___ Records supplied
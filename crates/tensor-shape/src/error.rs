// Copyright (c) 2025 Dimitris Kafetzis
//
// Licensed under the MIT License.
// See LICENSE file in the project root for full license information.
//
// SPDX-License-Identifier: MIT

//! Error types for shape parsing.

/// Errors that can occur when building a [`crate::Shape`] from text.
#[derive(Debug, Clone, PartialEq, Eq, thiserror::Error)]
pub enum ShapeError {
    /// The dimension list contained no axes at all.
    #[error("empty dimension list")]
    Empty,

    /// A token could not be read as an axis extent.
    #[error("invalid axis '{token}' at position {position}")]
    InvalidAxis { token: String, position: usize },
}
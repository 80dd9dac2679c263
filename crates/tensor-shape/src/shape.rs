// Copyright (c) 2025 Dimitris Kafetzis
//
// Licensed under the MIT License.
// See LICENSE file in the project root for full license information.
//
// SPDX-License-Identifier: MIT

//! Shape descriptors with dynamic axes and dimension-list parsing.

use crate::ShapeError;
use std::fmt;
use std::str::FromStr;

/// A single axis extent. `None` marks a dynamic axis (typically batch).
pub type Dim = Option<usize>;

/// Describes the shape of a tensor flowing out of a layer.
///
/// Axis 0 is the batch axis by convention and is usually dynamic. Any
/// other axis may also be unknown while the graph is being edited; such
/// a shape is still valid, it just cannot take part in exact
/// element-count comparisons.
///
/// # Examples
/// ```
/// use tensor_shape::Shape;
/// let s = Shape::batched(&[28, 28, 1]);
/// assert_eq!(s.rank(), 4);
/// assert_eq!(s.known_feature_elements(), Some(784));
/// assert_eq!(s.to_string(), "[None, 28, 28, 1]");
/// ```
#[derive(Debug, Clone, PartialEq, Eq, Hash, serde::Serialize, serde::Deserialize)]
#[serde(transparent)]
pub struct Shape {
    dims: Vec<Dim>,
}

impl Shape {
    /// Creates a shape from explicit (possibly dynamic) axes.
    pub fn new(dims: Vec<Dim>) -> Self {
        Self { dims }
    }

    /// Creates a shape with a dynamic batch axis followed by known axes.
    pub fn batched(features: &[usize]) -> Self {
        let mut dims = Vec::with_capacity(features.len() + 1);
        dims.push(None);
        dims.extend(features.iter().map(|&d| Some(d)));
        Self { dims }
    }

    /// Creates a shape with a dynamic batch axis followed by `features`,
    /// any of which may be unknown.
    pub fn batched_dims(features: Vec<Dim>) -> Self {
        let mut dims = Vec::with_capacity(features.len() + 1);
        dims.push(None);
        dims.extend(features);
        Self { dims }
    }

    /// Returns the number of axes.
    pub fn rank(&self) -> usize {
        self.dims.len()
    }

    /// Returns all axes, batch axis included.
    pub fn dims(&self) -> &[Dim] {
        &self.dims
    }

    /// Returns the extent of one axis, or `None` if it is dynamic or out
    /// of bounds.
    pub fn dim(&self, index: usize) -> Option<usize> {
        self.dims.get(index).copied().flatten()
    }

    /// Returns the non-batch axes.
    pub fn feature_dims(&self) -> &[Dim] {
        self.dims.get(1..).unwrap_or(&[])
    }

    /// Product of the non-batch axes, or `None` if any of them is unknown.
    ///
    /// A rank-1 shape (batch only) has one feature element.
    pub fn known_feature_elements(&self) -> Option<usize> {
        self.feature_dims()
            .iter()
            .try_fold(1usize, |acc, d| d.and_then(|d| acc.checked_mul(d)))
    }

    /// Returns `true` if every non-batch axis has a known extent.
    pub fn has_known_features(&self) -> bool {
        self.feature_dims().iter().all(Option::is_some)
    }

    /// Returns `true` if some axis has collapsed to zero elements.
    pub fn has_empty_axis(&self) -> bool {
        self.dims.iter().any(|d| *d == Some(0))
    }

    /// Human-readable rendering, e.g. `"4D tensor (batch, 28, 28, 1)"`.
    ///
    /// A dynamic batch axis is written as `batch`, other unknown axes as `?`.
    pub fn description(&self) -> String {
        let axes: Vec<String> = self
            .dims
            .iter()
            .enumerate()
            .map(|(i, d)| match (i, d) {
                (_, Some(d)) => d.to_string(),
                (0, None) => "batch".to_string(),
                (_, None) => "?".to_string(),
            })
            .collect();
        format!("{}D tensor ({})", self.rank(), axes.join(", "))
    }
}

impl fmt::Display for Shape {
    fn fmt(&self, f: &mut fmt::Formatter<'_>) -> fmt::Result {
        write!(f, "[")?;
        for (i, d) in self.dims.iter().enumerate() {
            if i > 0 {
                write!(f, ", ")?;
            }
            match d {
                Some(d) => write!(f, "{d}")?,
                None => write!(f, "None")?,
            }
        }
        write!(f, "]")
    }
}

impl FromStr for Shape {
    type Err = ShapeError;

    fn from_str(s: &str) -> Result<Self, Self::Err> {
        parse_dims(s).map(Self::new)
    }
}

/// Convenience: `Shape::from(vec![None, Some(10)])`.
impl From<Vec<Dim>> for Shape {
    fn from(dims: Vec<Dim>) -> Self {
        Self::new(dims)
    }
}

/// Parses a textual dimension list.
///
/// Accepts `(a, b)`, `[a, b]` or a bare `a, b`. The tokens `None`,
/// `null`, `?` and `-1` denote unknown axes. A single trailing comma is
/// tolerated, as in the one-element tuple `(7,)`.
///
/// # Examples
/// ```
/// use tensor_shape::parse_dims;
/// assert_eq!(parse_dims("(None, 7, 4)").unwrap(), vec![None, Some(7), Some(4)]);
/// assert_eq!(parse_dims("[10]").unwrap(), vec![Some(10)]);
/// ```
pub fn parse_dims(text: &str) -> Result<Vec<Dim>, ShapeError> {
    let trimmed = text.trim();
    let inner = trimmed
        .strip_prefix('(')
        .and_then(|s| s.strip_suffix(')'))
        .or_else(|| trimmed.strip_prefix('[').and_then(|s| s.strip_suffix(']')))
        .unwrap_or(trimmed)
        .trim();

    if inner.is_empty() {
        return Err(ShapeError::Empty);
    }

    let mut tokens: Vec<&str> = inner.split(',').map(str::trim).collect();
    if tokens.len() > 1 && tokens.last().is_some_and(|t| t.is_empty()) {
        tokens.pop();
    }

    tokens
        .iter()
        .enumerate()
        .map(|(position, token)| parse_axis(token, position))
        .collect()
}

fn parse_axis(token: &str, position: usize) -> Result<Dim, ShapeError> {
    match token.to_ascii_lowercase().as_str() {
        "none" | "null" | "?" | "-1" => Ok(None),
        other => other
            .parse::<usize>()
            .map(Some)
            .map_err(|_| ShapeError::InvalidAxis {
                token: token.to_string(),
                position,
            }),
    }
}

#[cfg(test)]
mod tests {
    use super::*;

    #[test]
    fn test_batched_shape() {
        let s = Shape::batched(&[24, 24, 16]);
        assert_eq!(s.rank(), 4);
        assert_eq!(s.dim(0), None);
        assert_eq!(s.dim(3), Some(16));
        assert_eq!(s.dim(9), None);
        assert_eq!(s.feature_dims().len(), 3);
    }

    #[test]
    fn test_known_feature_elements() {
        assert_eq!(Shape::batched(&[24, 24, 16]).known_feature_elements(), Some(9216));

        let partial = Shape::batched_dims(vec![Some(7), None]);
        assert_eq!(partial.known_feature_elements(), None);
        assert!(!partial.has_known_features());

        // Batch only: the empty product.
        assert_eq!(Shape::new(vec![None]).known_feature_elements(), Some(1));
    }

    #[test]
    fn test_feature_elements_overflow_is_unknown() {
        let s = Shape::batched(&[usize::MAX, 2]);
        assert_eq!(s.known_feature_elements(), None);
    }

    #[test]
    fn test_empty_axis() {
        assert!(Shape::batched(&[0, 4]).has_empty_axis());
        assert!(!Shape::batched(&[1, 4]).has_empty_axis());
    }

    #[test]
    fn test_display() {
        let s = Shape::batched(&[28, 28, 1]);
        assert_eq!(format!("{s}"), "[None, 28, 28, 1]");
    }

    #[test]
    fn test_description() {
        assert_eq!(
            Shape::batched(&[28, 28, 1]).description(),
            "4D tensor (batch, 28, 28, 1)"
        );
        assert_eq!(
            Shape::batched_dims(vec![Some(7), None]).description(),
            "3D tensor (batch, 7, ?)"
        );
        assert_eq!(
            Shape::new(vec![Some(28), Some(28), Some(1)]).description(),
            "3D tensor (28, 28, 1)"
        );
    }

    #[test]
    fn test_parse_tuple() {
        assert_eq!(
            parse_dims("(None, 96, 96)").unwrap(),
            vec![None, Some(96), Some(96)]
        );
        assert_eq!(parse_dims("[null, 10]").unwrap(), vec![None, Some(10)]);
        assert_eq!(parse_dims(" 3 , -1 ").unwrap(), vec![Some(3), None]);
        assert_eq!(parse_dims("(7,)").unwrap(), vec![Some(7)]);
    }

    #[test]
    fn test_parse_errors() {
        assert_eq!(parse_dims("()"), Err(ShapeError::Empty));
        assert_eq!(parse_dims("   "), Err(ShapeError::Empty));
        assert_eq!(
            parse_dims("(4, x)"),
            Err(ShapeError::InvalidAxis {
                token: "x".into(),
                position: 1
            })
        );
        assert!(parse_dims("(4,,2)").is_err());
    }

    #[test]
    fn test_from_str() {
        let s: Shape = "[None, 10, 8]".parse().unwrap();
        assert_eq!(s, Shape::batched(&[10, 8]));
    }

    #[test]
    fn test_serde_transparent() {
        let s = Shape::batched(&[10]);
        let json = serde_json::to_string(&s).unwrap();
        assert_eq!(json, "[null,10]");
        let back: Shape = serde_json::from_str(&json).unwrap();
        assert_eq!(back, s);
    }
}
______
▶ [Exercise requirements] Within the data above, find the lines that contain the word "derive" and copy each of them.

▶ [Output below]
#[derive(Debug, Clone, PartialEq, Eq, thiserror::Error)]
#[derive(Debug, Clone, PartialEq, Eq, Hash, serde::Serialize, serde::Deserialize)]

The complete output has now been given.